Today’s Feast of the Baptism of the Lord happens to supersede what would be the normal (optional) memorial of St Hilary of Poitiers. It’s a very appropriate overlap.
In the Gospel for this Mass, we hear proclaimed the words of the voice from heaven: “This is my beloved Son…” He is the full and complete Son of the Father: He is the eternal Word, begotten and not created. He is not something brought about in time; He is the eternal Son of the eternal Father. He is “God from God…true God from true God.” He is the “one mightier…[who] will baptize you with the Holy Spirit and fire.”

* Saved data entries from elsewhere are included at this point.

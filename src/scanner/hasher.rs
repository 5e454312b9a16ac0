//! Streaming file hasher with selectable digest algorithms.
//!
//! # Overview
//!
//! This module provides the [`Hasher`] struct for computing content digests
//! of files. Files are read in fixed-size chunks and folded into an
//! incremental digest, so memory use is independent of file size.
//!
//! The digest is returned as a lowercase hexadecimal string whose width is
//! fixed per algorithm (see [`HashAlgorithm::hex_len`]).
//!
//! # Example
//!
//! ```no_run
//! use dupepurge::scanner::{HashAlgorithm, Hasher};
//! use std::path::Path;
//!
//! let hasher = Hasher::new(HashAlgorithm::Sha256);
//! let digest = hasher.hash_file(Path::new("Cargo.toml")).unwrap();
//! assert_eq!(digest.len(), 64);
//! ```

use std::fmt;
use std::fs::File;
use std::io::{self, Read};
use std::path::Path;
use std::str::FromStr;

use serde::{Deserialize, Serialize};
use sha2::Digest as _;

use super::HashError;

/// Read buffer size used when streaming a file through the digest.
pub const BUFFER_SIZE: usize = 8 * 1024;

/// Maximum edit distance for an algorithm name suggestion.
const SUGGESTION_DISTANCE: usize = 2;

/// Content digest algorithms available for fingerprinting.
#[derive(Debug, Clone, Copy, PartialEq, Eq, Hash, Default, Serialize, Deserialize)]
#[serde(rename_all = "lowercase")]
pub enum HashAlgorithm {
    /// BLAKE3 (default)
    #[default]
    Blake3,
    /// MD5. Fast but not collision resistant.
    Md5,
    /// SHA-1. Not collision resistant.
    Sha1,
    /// SHA-224
    Sha224,
    /// SHA-256
    Sha256,
    /// SHA-384
    Sha384,
    /// SHA-512
    Sha512,
}

impl HashAlgorithm {
    /// Every supported algorithm, in display order.
    pub const ALL: [HashAlgorithm; 7] = [
        HashAlgorithm::Blake3,
        HashAlgorithm::Md5,
        HashAlgorithm::Sha1,
        HashAlgorithm::Sha224,
        HashAlgorithm::Sha256,
        HashAlgorithm::Sha384,
        HashAlgorithm::Sha512,
    ];

    /// Canonical lowercase name.
    #[must_use]
    pub fn name(self) -> &'static str {
        match self {
            Self::Blake3 => "blake3",
            Self::Md5 => "md5",
            Self::Sha1 => "sha1",
            Self::Sha224 => "sha224",
            Self::Sha256 => "sha256",
            Self::Sha384 => "sha384",
            Self::Sha512 => "sha512",
        }
    }

    /// Width of the hexadecimal digest produced by this algorithm.
    #[must_use]
    pub fn hex_len(self) -> usize {
        match self {
            Self::Md5 => 32,
            Self::Sha1 => 40,
            Self::Sha224 => 56,
            Self::Blake3 | Self::Sha256 => 64,
            Self::Sha384 => 96,
            Self::Sha512 => 128,
        }
    }

    /// Comma-separated list of supported names, for prompts and help text.
    #[must_use]
    pub fn available_names() -> String {
        Self::ALL
            .iter()
            .map(|a| a.name())
            .collect::<Vec<_>>()
            .join(", ")
    }

    /// Find the supported name closest to `input`, if any is close enough.
    fn suggest(input: &str) -> Option<&'static str> {
        Self::ALL
            .iter()
            .map(|a| (a.name(), strsim::damerau_levenshtein(input, a.name())))
            .filter(|(_, distance)| *distance <= SUGGESTION_DISTANCE)
            .min_by_key(|(_, distance)| *distance)
            .map(|(name, _)| name)
    }
}

impl fmt::Display for HashAlgorithm {
    fn fmt(&self, f: &mut fmt::Formatter<'_>) -> fmt::Result {
        f.write_str(self.name())
    }
}

impl FromStr for HashAlgorithm {
    type Err = AlgorithmError;

    /// Parse an algorithm name case-insensitively. Hyphens and underscores
    /// are ignored, so `SHA-256` and `sha_256` both parse as `sha256`.
    fn from_str(s: &str) -> Result<Self, Self::Err> {
        let normalized: String = s
            .trim()
            .chars()
            .filter(|c| *c != '-' && *c != '_')
            .collect::<String>()
            .to_lowercase();

        Self::ALL
            .iter()
            .copied()
            .find(|a| a.name() == normalized)
            .ok_or_else(|| AlgorithmError::Unsupported {
                name: s.trim().to_string(),
                suggestion: Self::suggest(&normalized),
            })
    }
}

/// Error returned when an algorithm name is not recognized.
#[derive(thiserror::Error, Debug, Clone, PartialEq, Eq)]
pub enum AlgorithmError {
    /// The name does not match any supported algorithm.
    #[error("Unsupported hash algorithm: '{name}'{}", suggestion_hint(.suggestion))]
    Unsupported {
        /// The name as entered
        name: String,
        /// Closest supported name, if one is within a small edit distance
        suggestion: Option<&'static str>,
    },
}

fn suggestion_hint(suggestion: &Option<&'static str>) -> String {
    match suggestion {
        Some(name) => format!(" (did you mean '{name}'?)"),
        None => String::new(),
    }
}

/// Incremental digest state for one of the supported algorithms.
enum DigestState {
    Blake3(Box<blake3::Hasher>),
    Md5(md5::Context),
    Sha1(sha1::Sha1),
    Sha224(sha2::Sha224),
    Sha256(sha2::Sha256),
    Sha384(sha2::Sha384),
    Sha512(sha2::Sha512),
}

impl DigestState {
    fn new(algorithm: HashAlgorithm) -> Self {
        match algorithm {
            HashAlgorithm::Blake3 => Self::Blake3(Box::new(blake3::Hasher::new())),
            HashAlgorithm::Md5 => Self::Md5(md5::Context::new()),
            HashAlgorithm::Sha1 => Self::Sha1(sha1::Sha1::new()),
            HashAlgorithm::Sha224 => Self::Sha224(sha2::Sha224::new()),
            HashAlgorithm::Sha256 => Self::Sha256(sha2::Sha256::new()),
            HashAlgorithm::Sha384 => Self::Sha384(sha2::Sha384::new()),
            HashAlgorithm::Sha512 => Self::Sha512(sha2::Sha512::new()),
        }
    }

    fn update(&mut self, data: &[u8]) {
        match self {
            Self::Blake3(h) => {
                h.update(data);
            }
            Self::Md5(h) => h.consume(data),
            Self::Sha1(h) => h.update(data),
            Self::Sha224(h) => h.update(data),
            Self::Sha256(h) => h.update(data),
            Self::Sha384(h) => h.update(data),
            Self::Sha512(h) => h.update(data),
        }
    }

    fn finalize_hex(self) -> String {
        match self {
            Self::Blake3(h) => h.finalize().to_hex().to_string(),
            Self::Md5(h) => hex::encode(h.compute().0),
            Self::Sha1(h) => hex::encode(h.finalize()),
            Self::Sha224(h) => hex::encode(h.finalize()),
            Self::Sha256(h) => hex::encode(h.finalize()),
            Self::Sha384(h) => hex::encode(h.finalize()),
            Self::Sha512(h) => hex::encode(h.finalize()),
        }
    }
}

/// Streaming content hasher bound to one algorithm.
#[derive(Debug, Clone, Copy)]
pub struct Hasher {
    algorithm: HashAlgorithm,
    buffer_size: usize,
}

impl Default for Hasher {
    fn default() -> Self {
        Self::new(HashAlgorithm::default())
    }
}

impl Hasher {
    /// Create a hasher for the given algorithm.
    #[must_use]
    pub fn new(algorithm: HashAlgorithm) -> Self {
        Self {
            algorithm,
            buffer_size: BUFFER_SIZE,
        }
    }

    /// Override the read chunk size. Values below 1 are clamped to 1.
    #[must_use]
    pub fn with_buffer_size(mut self, size: usize) -> Self {
        self.buffer_size = size.max(1);
        self
    }

    /// The algorithm this hasher uses.
    #[must_use]
    pub fn algorithm(&self) -> HashAlgorithm {
        self.algorithm
    }

    /// Hash the full content of a file.
    ///
    /// # Errors
    ///
    /// Returns [`HashError`] if the file cannot be opened or a read fails
    /// part way through. Errors are never swallowed: a missing fingerprint
    /// would make the grouping unsound.
    pub fn hash_file(&self, path: &Path) -> Result<String, HashError> {
        let file = File::open(path).map_err(|e| HashError::from_io(path, e))?;
        let digest = self
            .hash_reader(file)
            .map_err(|e| HashError::from_io(path, e))?;
        log::trace!("{} {} {}", self.algorithm, digest, path.display());
        Ok(digest)
    }

    /// Hash everything readable from `reader`.
    ///
    /// # Errors
    ///
    /// Propagates any read error other than `Interrupted`, which is retried.
    pub fn hash_reader<R: Read>(&self, mut reader: R) -> io::Result<String> {
        let mut state = DigestState::new(self.algorithm);
        let mut buffer = vec![0u8; self.buffer_size];

        loop {
            match reader.read(&mut buffer) {
                Ok(0) => break,
                Ok(n) => state.update(&buffer[..n]),
                Err(e) if e.kind() == io::ErrorKind::Interrupted => continue,
                Err(e) => return Err(e),
            }
        }

        Ok(state.finalize_hex())
    }

    /// Hash an in-memory byte slice.
    #[must_use]
    pub fn hash_bytes(&self, data: &[u8]) -> String {
        let mut state = DigestState::new(self.algorithm);
        state.update(data);
        state.finalize_hex()
    }
}

/// Hash a file with the given algorithm.
///
/// Convenience wrapper around [`Hasher::hash_file`].
///
/// # Errors
///
/// See [`Hasher::hash_file`].
pub fn hash_file(path: &Path, algorithm: HashAlgorithm) -> Result<String, HashError> {
    Hasher::new(algorithm).hash_file(path)
}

And yet, there He is in the Jordan River with John, being baptized like we might, had we been there. He is human, full and complete, just as we are; born in time, son of Mary. The seeming contradiction is held together by our Faith’s declaration that He is both. This is crucial for our Faith that in Christ and His sacrifice we have been redeemed, and our sins forgiven (Ephesians 1:7-8) because He is fully both: human and divine (Colossians 1:19-20; John 1:1, 14).
While in the course of the 4th and 5th and 6th centuries some Christians have wanted to deny this unity (for the sake of respecting the One-ness of God), the teaching of the Church that became the orthodox teaching is the full and true unity of God and human in Jesus, whose self-offering was a gift to the One who was sinned against by one who (by taking our humanity) “was made sin for us” (II Corinthians 5:21).
And so we come to Hilary—known as “the Athanasius of the West” because both saints (one from Egypt and one from modern-day France) fought with utter determination for what was the final truth: that Him who was truly God was made truly human in order to be the complete and final act of reconciliation between God and the human race.
So we thank God for the revelation at the River Jordan; we thank God for the struggle for truth that was the life and writing of St Hilary (and St Athanasius); we thank God for the reconciliation we have with Him, through his Son Jesus Christ.